TASK GOAL:
Return the lines below exactly, starting with the line that contains "pub fn with_assistant_id(mut" and stopping after the last line.

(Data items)

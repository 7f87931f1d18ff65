use std::path::PathBuf;

use serde::{Deserialize, Serialize};

use super::providers_store::ClientType;

#[derive(Clone, Copy, Debug, Default, PartialEq, Eq, Serialize, Deserialize)]
#[serde(rename_all = "snake_case")]
pub enum AssistantKind {
    /// Server-side assistant driven through threads and runs.
    #[default]
    Assistant,
    /// Answers through a one-shot completion; replies are stored in the
    /// thread as messages tagged with the assistant's name.
    Chat,
    /// Duplex session answering through `generate_response`.
    Realtime,
}

/// A configured assistant persona.
#[derive(Clone, Debug, PartialEq, Serialize, Deserialize)]
pub struct AssistantConfig {
    pub name: String,
    /// Remote assistant id; created on first use when absent.
    #[serde(default, skip_serializing_if = "Option::is_none")]
    pub assistant_id: Option<String>,
    #[serde(default)]
    pub client_type: ClientType,
    pub model: String,
    #[serde(default)]
    pub instructions: String,
    #[serde(default)]
    pub selected_functions: Vec<String>,
    #[serde(default)]
    pub code_interpreter: bool,
    #[serde(default)]
    pub file_search: bool,
    #[serde(default, skip_serializing_if = "Option::is_none")]
    pub output_folder_path: Option<PathBuf>,
    #[serde(default)]
    pub kind: AssistantKind,
}

impl AssistantConfig {
    pub fn new(name: impl Into<String>, model: impl Into<String>) -> Self {
        Self {
            name: name.into(),
            assistant_id: None,
            client_type: ClientType::default(),
            model: model.into(),
            instructions: String::new(),
            selected_functions: Vec::new(),
            code_interpreter: false,
            file_search: false,
            output_folder_path: None,
            kind: AssistantKind::default(),
        }
    }

    pub fn with_assistant_id(mut self, id: impl Into<String>) -> Self {
        self.assistant_id = Some(id.into());
        self
    }

    pub fn with_client_type(mut self, client_type: ClientType) -> Self {
        self.client_type = client_type;
        self
    }

    pub fn with_functions(mut self, functions: &[&str]) -> Self {
        self.selected_functions = functions.iter().map(|f| f.to_string()).collect();
        self
    }

    pub fn with_output_folder(mut self, path: impl Into<PathBuf>) -> Self {
        self.output_folder_path = Some(path.into());
        self
    }

    pub fn with_kind(mut self, kind: AssistantKind) -> Self {
        self.kind = kind;
        self
    }

    pub fn is_realtime(&self) -> bool {
        self.kind == AssistantKind::Realtime
    }

    pub fn is_chat(&self) -> bool {
        self.kind == AssistantKind::Chat
    }
}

RESPONSE AREA:
    pub fn with_assistant_id(mut self, id: impl Into<String>) -> Self {
        self.assistant_id = Some(id.into());
        self
    }

    pub fn with_client_type(mut self, client_type: ClientType) -> Self {
        self.client_type = client_type;
        self
    }

    pub fn with_functions(mut self, functions: &[&str]) -> Self {
        self.selected_functions = functions.iter().map(|f| f.to_string()).collect();
        self
    }

    pub fn with_output_folder(mut self, path: impl Into<PathBuf>) -> Self {
        self.output_folder_path = Some(path.into());
        self
    }

    pub fn with_kind(mut self, kind: AssistantKind) -> Self {
        self.kind = kind;
        self
    }

    pub fn is_realtime(&self) -> bool {
        self.kind == AssistantKind::Realtime
    }

    pub fn is_chat(&self) -> bool {
        self.kind == AssistantKind::Chat
    }
}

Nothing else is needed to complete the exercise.